(Stored items)
⟨
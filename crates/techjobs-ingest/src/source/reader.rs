//! Job data file reading.

use std::fs::File;
use std::io::{BufRead, BufReader};
use std::path::Path;

use csv::ReaderBuilder;
use techjobs_model::JobTable;
use tracing::debug;

use crate::error::{IngestError, Result};

use super::header::header_columns;

/// Maximum source size accepted by [`read_job_table`] (500 MB).
pub const MAX_SOURCE_FILE_SIZE: u64 = 500 * 1024 * 1024;

/// Reads the job listing source at `path` into a [`JobTable`].
///
/// The first record is the header row and every later record becomes one
/// row, even when all of its cells are empty or whitespace. Empty lines are
/// not records and are skipped. Quoted fields and `""` escapes follow RFC 4180.
pub fn read_job_table(path: &Path) -> Result<JobTable> {
    read_job_table_with_limit(path, MAX_SOURCE_FILE_SIZE)
}

/// Same as [`read_job_table`] with a custom size limit in bytes.
pub fn read_job_table_with_limit(path: &Path, max_size: u64) -> Result<JobTable> {
    let file = File::open(path).map_err(|e| {
        if e.kind() == std::io::ErrorKind::NotFound {
            IngestError::FileNotFound {
                path: path.to_path_buf(),
            }
        } else {
            IngestError::FileRead {
                path: path.to_path_buf(),
                source: e,
            }
        }
    })?;

    let size = file
        .metadata()
        .map_err(|e| IngestError::FileRead {
            path: path.to_path_buf(),
            source: e,
        })?
        .len();
    if size > max_size {
        return Err(IngestError::FileTooLarge {
            path: path.to_path_buf(),
            size,
            max_size,
        });
    }
    debug!(path = %path.display(), size, "opened job data source");

    let mut buffered = BufReader::new(file);
    validate_encoding(path, &mut buffered)?;

    let mut reader = ReaderBuilder::new()
        .has_headers(false)
        .flexible(true)
        .from_reader(buffered);

    let mut columns: Option<Vec<String>> = None;
    let mut records: Vec<Vec<String>> = Vec::new();
    let mut overlong = 0usize;
    for record in reader.records() {
        let record = record.map_err(|e| csv_error(path, e))?;
        let Some(header) = columns.as_ref() else {
            columns = Some(header_columns(&record));
            continue;
        };
        if record.len() > header.len() {
            overlong += 1;
        }
        records.push(record.iter().map(str::to_string).collect());
    }

    let Some(columns) = columns else {
        return Err(IngestError::EmptySource {
            path: path.to_path_buf(),
        });
    };
    if records.is_empty() {
        return Err(IngestError::NoRecords {
            path: path.to_path_buf(),
        });
    }
    if overlong > 0 {
        debug!(
            path = %path.display(),
            records = overlong,
            "ignored cells beyond the last header"
        );
    }

    JobTable::from_records(columns, records).map_err(|source| IngestError::InvalidHeader {
        path: path.to_path_buf(),
        source,
    })
}

/// Rejects UTF-16 sources by their byte-order mark without consuming input.
fn validate_encoding<R: BufRead>(path: &Path, reader: &mut R) -> Result<()> {
    let buffer = reader.fill_buf().map_err(|e| IngestError::FileRead {
        path: path.to_path_buf(),
        source: e,
    })?;
    if buffer.len() >= 2 {
        if buffer[0..2] == [0xFF, 0xFE] {
            return Err(IngestError::UnsupportedEncoding {
                path: path.to_path_buf(),
                encoding: "UTF-16 LE",
            });
        }
        if buffer[0..2] == [0xFE, 0xFF] {
            return Err(IngestError::UnsupportedEncoding {
                path: path.to_path_buf(),
                encoding: "UTF-16 BE",
            });
        }
    }
    Ok(())
}

fn csv_error(path: &Path, err: csv::Error) -> IngestError {
    let line = err.position().map(csv::Position::line);
    let message = err.to_string();
    match err.into_kind() {
        csv::ErrorKind::Io(source) => IngestError::FileRead {
            path: path.to_path_buf(),
            source,
        },
        _ => IngestError::CsvParse {
            path: path.to_path_buf(),
            line,
            message,
        },
    }
}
⟩
▸ Directions: Please determine how many lines of the records above contain "buffered", and state that number only.

▸ Output below: 3